What is expected:
If a line in the data holds the string "action", list it.

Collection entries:
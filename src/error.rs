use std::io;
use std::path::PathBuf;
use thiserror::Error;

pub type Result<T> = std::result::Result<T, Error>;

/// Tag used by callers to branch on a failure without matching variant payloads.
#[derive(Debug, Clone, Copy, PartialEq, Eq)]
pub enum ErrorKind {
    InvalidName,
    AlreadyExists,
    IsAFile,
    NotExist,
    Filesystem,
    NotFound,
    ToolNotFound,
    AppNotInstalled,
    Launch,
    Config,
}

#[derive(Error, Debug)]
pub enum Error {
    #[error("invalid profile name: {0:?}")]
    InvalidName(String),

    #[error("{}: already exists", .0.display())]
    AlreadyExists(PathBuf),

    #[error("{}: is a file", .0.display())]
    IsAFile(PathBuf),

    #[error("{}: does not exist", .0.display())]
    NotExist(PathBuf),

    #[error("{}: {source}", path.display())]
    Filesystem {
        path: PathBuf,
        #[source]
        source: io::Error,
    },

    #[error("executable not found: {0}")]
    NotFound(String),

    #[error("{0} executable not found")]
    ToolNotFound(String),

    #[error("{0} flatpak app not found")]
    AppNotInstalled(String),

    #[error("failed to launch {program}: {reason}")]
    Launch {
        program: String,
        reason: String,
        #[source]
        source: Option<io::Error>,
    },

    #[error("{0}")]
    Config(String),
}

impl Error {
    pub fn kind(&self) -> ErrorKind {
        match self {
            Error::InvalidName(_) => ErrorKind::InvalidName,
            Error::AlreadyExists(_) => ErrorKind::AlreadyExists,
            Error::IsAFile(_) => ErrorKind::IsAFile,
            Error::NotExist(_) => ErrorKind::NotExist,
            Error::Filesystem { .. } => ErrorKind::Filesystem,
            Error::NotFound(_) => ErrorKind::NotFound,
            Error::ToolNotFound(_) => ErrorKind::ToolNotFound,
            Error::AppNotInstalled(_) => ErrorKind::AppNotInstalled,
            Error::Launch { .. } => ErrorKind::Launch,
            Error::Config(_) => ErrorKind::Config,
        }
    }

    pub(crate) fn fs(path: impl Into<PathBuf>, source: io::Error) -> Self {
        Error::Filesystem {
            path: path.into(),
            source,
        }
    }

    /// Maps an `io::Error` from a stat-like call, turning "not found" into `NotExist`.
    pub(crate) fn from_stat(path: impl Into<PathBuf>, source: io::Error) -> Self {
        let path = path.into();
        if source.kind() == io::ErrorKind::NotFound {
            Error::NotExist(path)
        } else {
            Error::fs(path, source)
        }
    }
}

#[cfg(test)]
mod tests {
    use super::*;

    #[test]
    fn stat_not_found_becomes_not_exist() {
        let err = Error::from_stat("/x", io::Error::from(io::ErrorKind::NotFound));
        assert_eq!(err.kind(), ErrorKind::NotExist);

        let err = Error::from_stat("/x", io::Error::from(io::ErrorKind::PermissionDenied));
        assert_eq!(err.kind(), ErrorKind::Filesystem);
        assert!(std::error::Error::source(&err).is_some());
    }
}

==

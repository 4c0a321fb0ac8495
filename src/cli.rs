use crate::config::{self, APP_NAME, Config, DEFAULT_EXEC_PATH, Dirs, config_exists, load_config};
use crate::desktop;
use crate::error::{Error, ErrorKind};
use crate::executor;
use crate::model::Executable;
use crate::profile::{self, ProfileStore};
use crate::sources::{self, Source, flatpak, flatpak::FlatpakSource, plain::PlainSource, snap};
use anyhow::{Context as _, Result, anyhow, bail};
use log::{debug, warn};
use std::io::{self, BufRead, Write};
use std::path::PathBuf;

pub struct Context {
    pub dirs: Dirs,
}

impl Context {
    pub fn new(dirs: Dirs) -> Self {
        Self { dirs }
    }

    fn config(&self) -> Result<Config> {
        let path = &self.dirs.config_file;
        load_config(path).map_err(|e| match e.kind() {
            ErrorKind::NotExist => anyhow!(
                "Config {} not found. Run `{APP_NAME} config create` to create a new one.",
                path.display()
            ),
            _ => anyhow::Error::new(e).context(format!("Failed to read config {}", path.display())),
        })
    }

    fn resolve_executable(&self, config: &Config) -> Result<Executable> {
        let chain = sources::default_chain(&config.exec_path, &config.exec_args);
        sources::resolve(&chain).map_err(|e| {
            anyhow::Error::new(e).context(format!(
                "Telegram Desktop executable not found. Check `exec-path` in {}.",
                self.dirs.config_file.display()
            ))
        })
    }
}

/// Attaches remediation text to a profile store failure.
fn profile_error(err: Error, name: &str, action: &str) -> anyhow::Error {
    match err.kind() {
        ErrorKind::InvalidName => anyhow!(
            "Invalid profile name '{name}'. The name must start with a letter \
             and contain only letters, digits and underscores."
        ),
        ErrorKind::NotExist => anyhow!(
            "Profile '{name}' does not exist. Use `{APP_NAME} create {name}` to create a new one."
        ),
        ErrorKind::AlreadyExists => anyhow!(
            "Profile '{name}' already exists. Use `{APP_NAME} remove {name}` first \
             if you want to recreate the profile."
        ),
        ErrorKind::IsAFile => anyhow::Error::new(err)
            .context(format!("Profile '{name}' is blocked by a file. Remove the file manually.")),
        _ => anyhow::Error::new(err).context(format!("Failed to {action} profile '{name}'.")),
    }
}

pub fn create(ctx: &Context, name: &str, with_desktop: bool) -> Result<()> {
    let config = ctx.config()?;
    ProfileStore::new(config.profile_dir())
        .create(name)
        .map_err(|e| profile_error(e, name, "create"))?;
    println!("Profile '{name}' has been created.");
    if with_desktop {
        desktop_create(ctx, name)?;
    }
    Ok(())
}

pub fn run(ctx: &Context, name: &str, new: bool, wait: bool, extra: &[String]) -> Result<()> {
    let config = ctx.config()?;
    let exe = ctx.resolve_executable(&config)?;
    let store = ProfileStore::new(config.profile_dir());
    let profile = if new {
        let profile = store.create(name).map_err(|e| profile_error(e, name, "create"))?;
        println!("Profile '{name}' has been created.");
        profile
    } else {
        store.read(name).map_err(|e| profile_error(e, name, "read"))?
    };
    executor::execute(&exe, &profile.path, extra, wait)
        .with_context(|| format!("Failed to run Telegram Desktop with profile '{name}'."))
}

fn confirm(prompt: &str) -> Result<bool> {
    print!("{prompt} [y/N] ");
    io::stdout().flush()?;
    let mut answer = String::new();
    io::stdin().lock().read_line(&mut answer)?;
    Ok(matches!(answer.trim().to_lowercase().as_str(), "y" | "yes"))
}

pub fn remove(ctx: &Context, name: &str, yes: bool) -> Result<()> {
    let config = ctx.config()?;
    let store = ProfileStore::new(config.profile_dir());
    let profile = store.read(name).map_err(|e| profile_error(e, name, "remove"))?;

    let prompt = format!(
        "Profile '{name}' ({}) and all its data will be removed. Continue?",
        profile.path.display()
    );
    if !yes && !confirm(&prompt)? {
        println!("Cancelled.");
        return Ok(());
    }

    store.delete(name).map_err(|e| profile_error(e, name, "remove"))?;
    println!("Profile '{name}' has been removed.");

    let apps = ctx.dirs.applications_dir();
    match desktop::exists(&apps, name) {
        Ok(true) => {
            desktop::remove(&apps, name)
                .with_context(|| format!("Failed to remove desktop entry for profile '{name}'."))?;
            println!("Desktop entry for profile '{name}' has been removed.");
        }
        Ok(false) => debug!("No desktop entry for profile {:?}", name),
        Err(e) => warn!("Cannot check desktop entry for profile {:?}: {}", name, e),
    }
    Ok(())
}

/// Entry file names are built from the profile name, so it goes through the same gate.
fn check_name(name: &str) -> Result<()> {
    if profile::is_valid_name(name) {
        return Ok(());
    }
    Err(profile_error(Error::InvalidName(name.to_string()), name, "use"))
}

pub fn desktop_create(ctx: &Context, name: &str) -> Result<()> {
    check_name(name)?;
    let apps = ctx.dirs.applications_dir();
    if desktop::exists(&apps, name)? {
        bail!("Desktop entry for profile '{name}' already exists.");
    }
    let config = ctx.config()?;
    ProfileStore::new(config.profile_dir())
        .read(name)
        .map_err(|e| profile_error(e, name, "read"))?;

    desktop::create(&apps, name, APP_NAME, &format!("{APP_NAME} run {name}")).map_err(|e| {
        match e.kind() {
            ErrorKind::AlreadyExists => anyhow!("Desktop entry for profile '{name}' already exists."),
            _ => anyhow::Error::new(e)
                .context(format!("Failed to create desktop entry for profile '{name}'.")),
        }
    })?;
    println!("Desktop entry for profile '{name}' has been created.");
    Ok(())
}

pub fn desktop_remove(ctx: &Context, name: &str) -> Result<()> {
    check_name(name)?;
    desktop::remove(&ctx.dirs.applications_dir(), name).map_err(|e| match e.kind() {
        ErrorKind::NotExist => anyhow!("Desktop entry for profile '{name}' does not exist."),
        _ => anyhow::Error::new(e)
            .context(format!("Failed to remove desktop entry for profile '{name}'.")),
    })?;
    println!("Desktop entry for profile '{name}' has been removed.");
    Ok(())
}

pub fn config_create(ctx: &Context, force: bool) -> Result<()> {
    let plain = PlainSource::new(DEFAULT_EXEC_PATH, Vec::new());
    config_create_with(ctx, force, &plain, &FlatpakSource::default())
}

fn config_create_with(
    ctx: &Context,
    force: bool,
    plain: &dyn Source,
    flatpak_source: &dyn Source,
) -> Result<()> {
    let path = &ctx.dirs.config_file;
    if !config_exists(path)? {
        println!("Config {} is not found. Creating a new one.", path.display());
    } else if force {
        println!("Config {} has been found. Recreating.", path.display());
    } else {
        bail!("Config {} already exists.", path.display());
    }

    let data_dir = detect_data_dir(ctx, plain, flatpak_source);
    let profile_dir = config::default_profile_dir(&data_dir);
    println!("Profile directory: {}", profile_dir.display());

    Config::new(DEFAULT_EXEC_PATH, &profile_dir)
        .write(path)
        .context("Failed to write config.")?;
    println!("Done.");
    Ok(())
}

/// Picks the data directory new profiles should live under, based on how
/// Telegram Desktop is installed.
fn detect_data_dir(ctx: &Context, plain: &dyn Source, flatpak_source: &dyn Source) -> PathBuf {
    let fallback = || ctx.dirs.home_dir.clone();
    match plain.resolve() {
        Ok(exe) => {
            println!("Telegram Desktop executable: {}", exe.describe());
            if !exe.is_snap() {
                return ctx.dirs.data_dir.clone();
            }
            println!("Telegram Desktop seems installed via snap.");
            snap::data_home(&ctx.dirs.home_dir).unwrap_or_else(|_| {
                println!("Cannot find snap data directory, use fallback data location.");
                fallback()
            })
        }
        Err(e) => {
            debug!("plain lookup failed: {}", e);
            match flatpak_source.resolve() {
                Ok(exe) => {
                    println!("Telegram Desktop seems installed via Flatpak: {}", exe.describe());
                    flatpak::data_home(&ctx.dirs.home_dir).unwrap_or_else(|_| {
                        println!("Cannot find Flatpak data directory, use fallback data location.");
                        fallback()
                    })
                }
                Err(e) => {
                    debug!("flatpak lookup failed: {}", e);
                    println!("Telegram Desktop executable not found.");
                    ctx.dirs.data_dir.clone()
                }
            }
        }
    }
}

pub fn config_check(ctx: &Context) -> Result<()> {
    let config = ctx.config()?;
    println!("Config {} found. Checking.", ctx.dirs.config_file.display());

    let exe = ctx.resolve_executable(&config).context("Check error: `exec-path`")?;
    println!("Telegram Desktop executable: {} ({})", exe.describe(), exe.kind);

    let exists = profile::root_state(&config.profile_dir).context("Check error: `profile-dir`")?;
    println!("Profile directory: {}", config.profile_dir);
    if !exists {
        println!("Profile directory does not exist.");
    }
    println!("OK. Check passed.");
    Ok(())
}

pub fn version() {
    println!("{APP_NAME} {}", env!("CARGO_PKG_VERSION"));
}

Answer to the problem:
fn profile_error(err: Error, name: &str, action: &str) -> anyhow::Error {
        _ => anyhow::Error::new(err).context(format!("Failed to {action} profile '{name}'.")),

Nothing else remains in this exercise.